A newer event, Boogie East, was a chopper-based show for pre-1983 motorcycles held at Annie Oakley’s out near Destination Daytona. There you could find some great examples of newer-generation craftsmen and their work, as well as some stellar entertainment provided by The Outbound Train and Lulu Van Tuckett. It fell on the day before St. Patrick’s Day, but that didn’t matter—I still found plenty of people embracing the pre-holiday spirit to its fullest. It was great to see new events like this one take place and thrive thanks to the guys at Chemical Candy Customs and a few enthusiastic chopper riders and builders. This was only the show’s second year, and I expect next year to be even bigger.
The week wrapped up with two polar-opposite races: the Daytona 200 and the Sons of Speed Vintage Race. The Daytona 200 couples the best technology has to offer with some of the top riders in the inaugural race of the year. Danny Eslick once again outpaced his competitors and took top honors in the 56-lap race. On the same day, at New Smyrna Speedway, riders battled it out on 100-year-old motorcycles in three separate classes. Founded by Billy Lane of Choppers Inc., the Sons of Speed Vintage Race encompasses the spirit of early board-track racing and highlights the camaraderie essential to putting on a vintage race of this magnitude. To really appreciate the thrill of watching these 100-year-old bikes fly by at over 80 mph you have to see it in person.
Billy and his wife Erin Lane have put together a grassroots event that is the highlight for many because of the spirit and enthusiasm with which they run it. When you see the community spirit involved in this event, you realize the term “race” doesn’t really do it justice. There is definitely a winner, though, and, in this case, it was vintage expert Matt Walksler of Period Modified, but the real competition is internal—rider melding with machine to get the best performance out of an ancient contraption with no clutch or brakes and having the stones to race it to its maximum potential.

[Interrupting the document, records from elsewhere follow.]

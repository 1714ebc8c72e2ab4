//! Document mutation engine.
//!
//! Every operation validates its whole input first, then takes the
//! document's lock for a bounded wait, and only then touches storage. A
//! request that fails validation or times out has no side effects.

use crate::error::{Result, StoreError};
use crate::model::{CellRead, CellResult, CellWrite, ResultType, WriteSummary, WriteType};
use crate::storage::Storage;
use crate::versions::{SnapshotInfo, VersionStore};
use serde_json::Value as Json;
use sheetstore_formulas::{parse_formula, Evaluator};
use sheetstore_lock::{Acquisition, LockGuard, LockManager, LockMode};
use sheetstore_primitives::datetime::{datetime_to_serial, parse_date_text, serial_to_datetime};
use sheetstore_primitives::{validate_sheet_name, CellAddress, Value};
use sheetstore_sheet::{Book, Cell, CellValue};
use std::sync::Arc;
use std::time::Duration;

/// Reads and writes cells of stored documents under the document's lock.
pub struct DocumentEngine {
    storage: Arc<dyn Storage>,
    locks: Arc<dyn LockManager>,
    versions: Option<VersionStore>,
    wait_budget: Duration,
}

/// A validated cell write. `cell: None` clears the cell.
struct PlannedWrite {
    sheet: String,
    addr: CellAddress,
    cell: Option<Cell>,
}

impl DocumentEngine {
    pub fn new(storage: Arc<dyn Storage>, locks: Arc<dyn LockManager>, wait_budget: Duration) -> Self {
        Self {
            storage,
            locks,
            versions: None,
            wait_budget,
        }
    }

    /// Keep snapshots of overwritten versions.
    #[must_use]
    pub fn with_versions(mut self, versions: VersionStore) -> Self {
        self.versions = Some(versions);
        self
    }

    pub fn wait_budget(&self) -> Duration {
        self.wait_budget
    }

    pub fn lock_manager(&self) -> &dyn LockManager {
        self.locks.as_ref()
    }

    /// Apply `cells` to `document`, creating the document and any missing
    /// sheets.
    pub fn write(
        &self,
        document: &str,
        default_sheet: Option<&str>,
        cells: &[CellWrite],
    ) -> Result<WriteSummary> {
        validate_document_name(document)?;
        if cells.is_empty() {
            return Err(StoreError::validation("write request contains no cells"));
        }
        let plan = cells
            .iter()
            .map(|item| plan_write(item, default_sheet))
            .collect::<Result<Vec<_>>>()?;

        let _guard = self.lock(document, LockMode::Exclusive)?;

        let prior = self.storage.read(document)?;
        let mut book = match &prior {
            Some(bytes) => Book::from_xlsx_bytes(bytes)?,
            None => Book::new(),
        };

        let cells_written = plan.len();
        let mut sheets: Vec<String> = Vec::new();
        for write in plan {
            let sheet = book.get_or_create_sheet(&write.sheet)?;
            if !sheets.iter().any(|s| s == sheet.name()) {
                sheets.push(sheet.name().to_string());
            }
            match write.cell {
                Some(cell) => {
                    sheet.set(write.addr, cell);
                }
                None => {
                    sheet.clear(write.addr);
                }
            }
        }
        let bytes = book.to_xlsx_bytes()?;

        let snapshot = match (&prior, &self.versions) {
            (Some(prior), Some(versions)) => {
                Some(versions.snapshot(document, prior).inspect_err(|err| {
                    tracing::error!(document, error = %err, "failed to snapshot previous version");
                })?)
            }
            _ => None,
        };

        if let Err(err) = self.storage.write(document, &bytes) {
            tracing::error!(document, error = %err, "failed to persist document");
            self.discard_snapshot(snapshot.as_ref());
            return Err(err.into());
        }
        if let (Some(_), Some(versions)) = (&snapshot, &self.versions) {
            // The document is persisted; a prune failure does not fail the write.
            if let Err(err) = versions.prune(document) {
                tracing::warn!(document, error = %err, "failed to prune old snapshots");
            }
        }

        tracing::info!(
            document,
            cells = cells_written,
            sheets = sheets.len(),
            created = prior.is_none(),
            "write completed"
        );
        Ok(WriteSummary {
            document: document.to_string(),
            cells_written,
            sheets,
            created: prior.is_none(),
            snapshot: snapshot.map(|s| s.name),
        })
    }

    /// Read `cells` from `document`. Formula cells are evaluated unless
    /// `read_formula` is set; evaluation failures become `ERROR` results.
    ///
    /// Shared access is held only while the document bytes are loaded.
    /// Decoding and evaluation run on that complete version after release.
    pub fn read(
        &self,
        document: &str,
        default_sheet: Option<&str>,
        cells: &[CellRead],
        read_formula: bool,
    ) -> Result<Vec<CellResult>> {
        validate_document_name(document)?;
        let targets = cells
            .iter()
            .map(|item| {
                let sheet =
                    resolve_sheet(item.sheet_name.as_deref(), default_sheet, &item.cell_address)?;
                Ok((sheet, parse_address(&item.cell_address)?))
            })
            .collect::<Result<Vec<_>>>()?;

        let bytes = {
            let _guard = self.lock(document, LockMode::Shared)?;
            self.storage.read(document)?
        }
        .ok_or_else(|| StoreError::DocumentNotFound(document.to_string()))?;

        if targets.is_empty() {
            return Ok(Vec::new());
        }
        let book = Book::from_xlsx_bytes(&bytes)?;
        let evaluator = Evaluator::new(&book);

        let mut results = Vec::with_capacity(targets.len());
        for (sheet_name, addr) in targets {
            let sheet = book
                .sheet(&sheet_name)
                .ok_or_else(|| StoreError::SheetNotFound {
                    document: document.to_string(),
                    sheet: sheet_name.clone(),
                })?;
            let result = describe_cell(&evaluator, &sheet_name, addr, sheet.get(addr), read_formula);
            results.push(result);
        }

        tracing::info!(
            document,
            cells = results.len(),
            evaluated = evaluator.cached_cells(),
            "read completed"
        );
        Ok(results)
    }

    /// Snapshots of `document`, oldest first. Empty when versioning is off.
    pub fn versions(&self, document: &str) -> Result<Vec<SnapshotInfo>> {
        validate_document_name(document)?;
        match &self.versions {
            Some(versions) => Ok(versions.list(document)?),
            None => Ok(Vec::new()),
        }
    }

    fn lock(&self, document: &str, mode: LockMode) -> Result<LockGuard> {
        match self.locks.try_acquire(document, mode, self.wait_budget) {
            Acquisition::Acquired(guard) => Ok(guard),
            Acquisition::TimedOut => {
                tracing::warn!(
                    document,
                    %mode,
                    wait_ms = self.wait_budget.as_millis() as u64,
                    "lock wait timed out"
                );
                Err(StoreError::LockTimeout {
                    resource: document.to_string(),
                    mode,
                    waited: self.wait_budget,
                })
            }
        }
    }

    fn discard_snapshot(&self, snapshot: Option<&SnapshotInfo>) {
        let (Some(snapshot), Some(versions)) = (snapshot, &self.versions) else {
            return;
        };
        if let Err(err) = versions.discard(snapshot) {
            tracing::warn!(snapshot = %snapshot.name, error = %err, "failed to discard snapshot");
        }
    }
}

/// Reject names that are empty or could leave the storage root.
pub fn validate_document_name(name: &str) -> Result<()> {
    let problem = if name.trim().is_empty() {
        Some("document name is empty")
    } else if name.contains(['/', '\\']) {
        Some("document name contains a path separator")
    } else if name.contains("..") {
        Some("document name contains '..'")
    } else if name.starts_with('.') {
        Some("document name starts with '.'")
    } else if name.chars().any(char::is_control) {
        Some("document name contains control characters")
    } else {
        None
    };
    match problem {
        Some(reason) => Err(StoreError::validation(format!("{reason}: {name:?}"))),
        None => Ok(()),
    }
}

fn resolve_sheet(item: Option<&str>, default: Option<&str>, address: &str) -> Result<String> {
    let name = item
        .or(default)
        .ok_or_else(|| StoreError::validation(format!("no sheet name given for cell {address}")))?;
    validate_sheet_name(name).map_err(|e| StoreError::validation(e.to_string()))?;
    Ok(name.to_string())
}

fn parse_address(address: &str) -> Result<CellAddress> {
    CellAddress::parse(address).map_err(|e| StoreError::validation(e.to_string()))
}

fn plan_write(item: &CellWrite, default_sheet: Option<&str>) -> Result<PlannedWrite> {
    let sheet = resolve_sheet(item.sheet_name.as_deref(), default_sheet, &item.cell_address)?;
    let addr = parse_address(&item.cell_address)?;
    let cell = literal_cell(item.value.as_ref(), item.value_type)
        .map_err(|reason| StoreError::validation(format!("cell {addr}: {reason}")))?;
    Ok(PlannedWrite { sheet, addr, cell })
}

/// The cell a tagged value stores, or `None` for a blank.
fn literal_cell(value: Option<&Json>, tag: WriteType) -> std::result::Result<Option<Cell>, String> {
    let value = match value {
        None | Some(Json::Null) => return Ok(None),
        Some(value) => value,
    };
    let mismatch = || format!("{value} is not a valid {tag} value");

    let cell = match tag {
        WriteType::Blank => return Ok(None),
        WriteType::String => match value {
            Json::String(s) => Cell::text(s.as_str()),
            Json::Number(n) => Cell::text(n.to_string()),
            Json::Bool(b) => Cell::text(b.to_string()),
            _ => return Err(mismatch()),
        },
        WriteType::Number => {
            let n = match value {
                Json::Number(n) => n.as_f64(),
                Json::String(s) => s.trim().parse::<f64>().ok(),
                _ => None,
            };
            Cell::number(n.filter(|n| n.is_finite()).ok_or_else(mismatch)?)
        }
        WriteType::Boolean => match value {
            Json::Bool(b) => Cell::boolean(*b),
            Json::String(s) if s.trim().eq_ignore_ascii_case("true") => Cell::boolean(true),
            Json::String(s) if s.trim().eq_ignore_ascii_case("false") => Cell::boolean(false),
            _ => return Err(mismatch()),
        },
        WriteType::Formula => {
            let Json::String(text) = value else {
                return Err(mismatch());
            };
            let cell = Cell::formula(text);
            let expr = cell.formula_source().unwrap_or_default();
            if expr.is_empty() {
                return Err("formula is empty".to_string());
            }
            parse_formula(expr).map_err(|e| format!("invalid formula '{expr}': {e}"))?;
            cell
        }
        WriteType::Date => {
            let serial = match value {
                Json::String(s) => parse_date_text(s).and_then(datetime_to_serial),
                Json::Number(n) => n
                    .as_f64()
                    .filter(|serial| serial_to_datetime(*serial).is_some()),
                _ => None,
            };
            Cell::date(serial.ok_or_else(mismatch)?)
        }
    };
    Ok(Some(cell))
}

fn describe_cell(
    evaluator: &Evaluator<'_, Book>,
    sheet: &str,
    addr: CellAddress,
    cell: Option<&Cell>,
    read_formula: bool,
) -> CellResult {
    let mut result = CellResult {
        sheet_name: sheet.to_string(),
        cell_address: addr.to_a1(),
        value: None,
        formula: None,
        value_type: ResultType::Blank,
    };
    let Some(cell) = cell else {
        return result;
    };

    let (value, value_type) = if let CellValue::Formula(expr) = &cell.value {
        result.formula = Some(expr.clone());
        if read_formula {
            (Some(Json::from(format!("={expr}"))), ResultType::Formula)
        } else {
            match evaluator.evaluate_cell(sheet, addr) {
                Ok(value) => classify(value),
                Err(err) => {
                    tracing::warn!(sheet, cell = %addr, formula = %expr, error = %err, "formula evaluation failed");
                    (Some(Json::from(format!("#ERROR: {err}"))), ResultType::Error)
                }
            }
        }
    } else if let Some(date) = cell.date_text() {
        (Some(Json::from(date)), ResultType::Date)
    } else {
        cell.literal()
            .map_or((None, ResultType::Blank), classify)
    };

    result.value = value;
    result.value_type = value_type;
    result
}

fn classify(value: Value) -> (Option<Json>, ResultType) {
    match value {
        Value::Empty => (None, ResultType::Blank),
        Value::Bool(b) => (Some(Json::from(b)), ResultType::Boolean),
        Value::Number(n) => (Some(Json::from(n)), ResultType::Numeric),
        Value::String(s) => (Some(Json::from(s)), ResultType::String),
        Value::Error(e) => (Some(Json::from(e.label())), ResultType::Error),
        Value::Array(_) => (Some(Json::from("#VALUE!")), ResultType::Error),
    }
}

Daytona Bike Week once again proved to be action packed with more racing, shows and events than ever. Nothing compares to Daytona for knocking the frost off the bikes, seeing what builders created over the winter and if racers improved their game. With Daytona 2018 in the books we get to look forward to a full American Flat Track schedule, Sons of Speed races in Sturgis and numerous bike shows throughout the U.S. If Daytona is just the precursor to the season, we are in for a great one with riders returning to the roots of racing and bike builders pushing the envelope with every creation. 2018 is poised to be a hallmark year.